Sin romance ni cancelación, tiramos del hilo de Okupas, un fenómeno televisivo que volvió de los 2000 en forma de serie de Netflix, dejando muchas resonancias sobre el patriarcado, las representaciones de género hegemónicas y otras posibles. Nota de opinión de Ana Cornejo. Collage de Rocío Fernández Doval
Como suele pasarme con las series, por falta de tiempo o por priorizar otros consumos culturales, llego un poco tarde a ver Okupas por primera vez, si bien toda una generación la conocimos fuera de tiempo. Este año, Netflix remasterizó una producción argentina que había quedado como objeto de culto. Ahora, en un contexto distante, la lectura es otra. Se volvió popular, material para reflexionar sobre la tormenta que se avecinaba en diciembre de 2001 y fuente de inspiración artística y de infinidad de memes y stickers de Whatsapp.
Como toda manía, circulan con velocidad nombres, conceptos, frases, chistes, escenas y toda la fauna autóctona traída en cápsula hacia un mundo pandémico, donde esas formas de pasar el rato se tornan vacaciones raras y el valor del peso medio fantasioso.
El desfase de época que quizás más ruido hace al reproducir la serie por streaming es la cultura patriarcal. Como todo producto, la televisión es reflejo de su contexto, pero además un filtro y ensamble acorde a decisiones que, conscientes o no, son políticas, al buscar mantener un cierto status quo o cuestionarlo. La coexistencia de ambos procesos explica por qué hoy sigue al aire Showmatch, más allá de las críticas que la sociedad le ha hecho en el modo de representar a las mujeres y de que esté sufriendo una pérdida histórica de rating.
Okupas es una narrativa de varones, y no de cualquiera: porteños, veinteañeros, sin trabajo formal ni propiedad, en un contexto donde las oportunidades escasean y se vuelve más común dormir en el espacio público. Hombres que andan por las calles sin mucho rumbo y con vínculos afectivos frágiles.
Como masculinidades hegemónicas, cumplen con las expectativas: ser macho, viril, heterosexual, prepotente, consumir hasta que te pegue, buscar la joda y las minitas, darse maña, bancar al otro, poner orden, irse a las manos, empuñar un arma si es necesario, no aferrarse al cariño. Y nunca llorar, obvio. La jerga callejera, las puteadas y la discriminación cimentan el lenguaje.

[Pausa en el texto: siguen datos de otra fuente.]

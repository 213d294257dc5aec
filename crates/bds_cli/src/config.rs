//! Simulation file handling
//!
//! A simulation file describes one carousel and a script of host events to
//! replay against it:
//!
//! ```toml
//! items = 20
//! container_width = 948
//!
//! [carousel]
//! id = "picks"
//! autoplay = true
//!
//! [carousel.labels]
//! next_button = "Next"
//! # ...
//!
//! [[steps]]
//! action = "advance"
//! ms = 5000
//!
//! [[steps]]
//! action = "drag"
//! from = 600
//! to = 200
//! ```

use anyhow::{Context, Result};
use bds_carousel::CarouselConfig;
use serde::{Deserialize, Serialize};
use std::fs;
use std::path::Path;

// =============================================================================
// Simulation
// =============================================================================

#[derive(Debug, Deserialize, Serialize)]
pub struct SimulationFile {
    pub carousel: CarouselConfig,
    #[serde(default = "default_items")]
    pub items: usize,
    /// Initial container `clientWidth`
    #[serde(default = "default_container_width")]
    pub container_width: f32,
    #[serde(default)]
    pub steps: Vec<Step>,
}

fn default_items() -> usize {
    10
}

fn default_container_width() -> f32 {
    948.0
}

impl SimulationFile {
    /// Load a simulation from a TOML or JSON file, picked by extension
    pub fn load(path: &Path) -> Result<Self> {
        let content = fs::read_to_string(path)
            .with_context(|| format!("Failed to read {}", path.display()))?;

        let simulation: Self = match path.extension().and_then(|ext| ext.to_str()) {
            Some("json") => serde_json::from_str(&content)
                .with_context(|| format!("Failed to parse {}", path.display()))?,
            _ => toml::from_str(&content)
                .with_context(|| format!("Failed to parse {}", path.display()))?,
        };

        simulation
            .carousel
            .validate()
            .with_context(|| format!("Invalid carousel in {}", path.display()))?;
        Ok(simulation)
    }
}

// =============================================================================
// Steps
// =============================================================================

/// Which focusable region receives a key press
#[derive(Clone, Copy, Debug, Default, PartialEq, Eq, Deserialize, Serialize)]
#[serde(rename_all = "kebab-case")]
pub enum KeyTarget {
    #[default]
    Items,
    Indicators,
    Scrollbar,
}

/// One scripted host event
#[derive(Clone, Debug, PartialEq, Deserialize, Serialize)]
#[serde(tag = "action", rename_all = "kebab-case")]
pub enum Step {
    /// Let time pass
    Advance { ms: u64 },
    /// Container resized
    Resize { width: f32 },
    /// Scrollbar track resized
    TrackResize { width: f32 },
    /// Item count changed
    Items { count: usize },
    Next,
    Prev,
    /// Click on a page indicator
    Indicator { page: usize },
    /// Drag the list from `from` to `to` (client x)
    Drag { from: f32, to: f32 },
    /// Drag the scrollbar thumb
    Thumb { from: f32, to: f32 },
    /// Press the scrollbar track at `x`, relative to the track
    Track { x: f32 },
    /// Focus an item or indicator
    Focus {
        #[serde(default)]
        target: KeyTarget,
        index: usize,
    },
    /// Focus left the pagination
    Blur,
    /// Key press; `key` is a DOM key name
    Key {
        #[serde(default)]
        target: KeyTarget,
        key: String,
    },
    Wheel { delta_x: f32 },
    /// Pointer entered or left the list
    Hover { inside: bool },
    /// Visible fraction of the container
    Visibility { ratio: f32 },
    /// Footer play/pause button
    AutoplayToggle,
    HeaderButton,
}

impl Step {
    /// Short name used in logs and reports
    pub fn name(&self) -> &'static str {
        match self {
            Step::Advance { .. } => "advance",
            Step::Resize { .. } => "resize",
            Step::TrackResize { .. } => "track-resize",
            Step::Items { .. } => "items",
            Step::Next => "next",
            Step::Prev => "prev",
            Step::Indicator { .. } => "indicator",
            Step::Drag { .. } => "drag",
            Step::Thumb { .. } => "thumb",
            Step::Track { .. } => "track",
            Step::Focus { .. } => "focus",
            Step::Blur => "blur",
            Step::Key { .. } => "key",
            Step::Wheel { .. } => "wheel",
            Step::Hover { .. } => "hover",
            Step::Visibility { .. } => "visibility",
            Step::AutoplayToggle => "autoplay-toggle",
            Step::HeaderButton => "header-button",
        }
    }
}
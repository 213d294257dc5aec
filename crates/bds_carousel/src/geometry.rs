//! Item geometry cache
//!
//! Item positions are derived from configuration rather than measured, so
//! they stay exact while a slide transition is still animating:
//!
//! ```text
//!  list origin
//!  │
//!  ├── item 0 ──┤gap├── item 1 ──┤gap├── item 2 ──┤gap├── item 3 ...
//!  0            w    w+g          2w+g  2(w+g)      ...
//!  └────────────── content width (container - padding) ──────┘
//! ```
//!
//! The whole cache is rebuilt whenever item count, item width, full-width
//! mode, snap type or container width changes.

use serde::Serialize;

use crate::config::{item_id, SnapType};
use crate::constants::{CONTAINER_RIGHT_PADDING, GAP_WIDTH};

/// Pixel boundaries of one item, measured from the list origin
#[derive(Clone, Debug, PartialEq, Serialize)]
pub struct ItemCoordinate {
    pub id: String,
    pub left: f32,
    pub right: f32,
}

impl ItemCoordinate {
    pub fn width(&self) -> f32 {
        self.right - self.left
    }
}

/// Layout derived from the container width
#[derive(Clone, Debug, PartialEq, Serialize)]
pub struct CarouselLayout {
    /// Measured `clientWidth` of the list container
    pub container_width: f32,
    /// Container width minus its right padding
    pub content_width: f32,
    /// Rendered item width
    pub item_width: f32,
    pub items_per_page: usize,
    pub total_pages: usize,
    /// Largest offset navigation may settle on
    pub max_translate_x: f32,
    pub coordinates: Vec<ItemCoordinate>,
}

impl Default for CarouselLayout {
    fn default() -> Self {
        Self {
            container_width: 0.0,
            content_width: 0.0,
            item_width: 0.0,
            items_per_page: 1,
            total_pages: 1,
            max_translate_x: 0.0,
            coordinates: Vec::new(),
        }
    }
}

impl CarouselLayout {
    /// Rebuild the geometry for `total_items` items in a container of
    /// `container_width` px
    pub fn compute(
        carousel_id: &str,
        total_items: usize,
        item_width: f32,
        is_full_width: bool,
        snap_type: SnapType,
        container_width: f32,
    ) -> Self {
        let content_width = (container_width - CONTAINER_RIGHT_PADDING).max(0.0);
        let final_item_width = if is_full_width {
            content_width
        } else {
            item_width.min(content_width)
        };

        if total_items == 0 {
            return Self {
                container_width,
                content_width,
                item_width: final_item_width,
                ..Self::default()
            };
        }

        let mut items_per_page = 1;
        let coordinates: Vec<ItemCoordinate> = (0..total_items)
            .map(|index| {
                let left = (final_item_width + GAP_WIDTH) * index as f32;
                let right = left + final_item_width;
                if right < content_width {
                    items_per_page = index + 1;
                }
                ItemCoordinate {
                    id: item_id(carousel_id, index),
                    left,
                    right,
                }
            })
            .collect();

        let total_pages = match snap_type {
            SnapType::Page => total_items.div_ceil(items_per_page),
            SnapType::Item => {
                let pages = total_items - (items_per_page - 1);
                items_per_page = 1;
                pages
            }
        };

        let last_target = (items_per_page * (total_pages - 1)).min(total_items - 1);
        let max_translate_x = coordinates[last_target].left;

        tracing::debug!(
            container_width,
            items_per_page,
            total_pages,
            max_translate_x,
            "carousel layout computed"
        );

        Self {
            container_width,
            content_width,
            item_width: final_item_width,
            items_per_page,
            total_pages,
            max_translate_x,
            coordinates,
        }
    }

    pub fn is_empty(&self) -> bool {
        self.coordinates.is_empty()
    }

    pub fn total_items(&self) -> usize {
        self.coordinates.len()
    }

    pub fn coordinate(&self, index: usize) -> Option<&ItemCoordinate> {
        self.coordinates.get(index)
    }

    /// Clamp an offset into `[0, max_translate_x]`
    pub fn clamp_offset(&self, offset: f32) -> f32 {
        offset.clamp(0.0, self.max_translate_x.max(0.0))
    }

    /// Total scrollable width, `max_translate_x + content_width`
    pub fn scroll_extent(&self) -> f32 {
        self.max_translate_x + self.content_width
    }
}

Entre los cuatro protagonistas hay diferencias y matices. Ricardo es un joven de clase media que no sabe qué hacer de su vida, hasta que encuentra una oportunidad en una casa desalojada de okupas para despojarse de su yo inexperto y adquirir la hombría barrial: pasar de ser el mascapito al más poronga del conventillo.
Lo que Ricardo no tiene de calle le sobra al Pollo, el amigo de la infancia que lo apadrina y cuida de los peligros hasta cuando pretende no necesitarlo. En un momento el Pollo se engancha con Clara, le enseña sus códigos y la sigue por el andar como perro vagabundo, con dificultades para medir el espacio personal.
A Walter, estereotipo de rollinga, le gusta aparentar de más con las palabras para afianzarse como hombre, y su indiferencia sentimental con sus amistades es puesta a prueba a lo largo de la serie.
Por su parte, el Chiqui es lo más cercano a una masculinidad no hegemónica: se muestra respetuoso con las mujeres, generalmente evita la violencia y está atento a las emociones de sus amigos y sensible ante el mundo. Se vuelve una bandera de resistencia dentro de su entorno.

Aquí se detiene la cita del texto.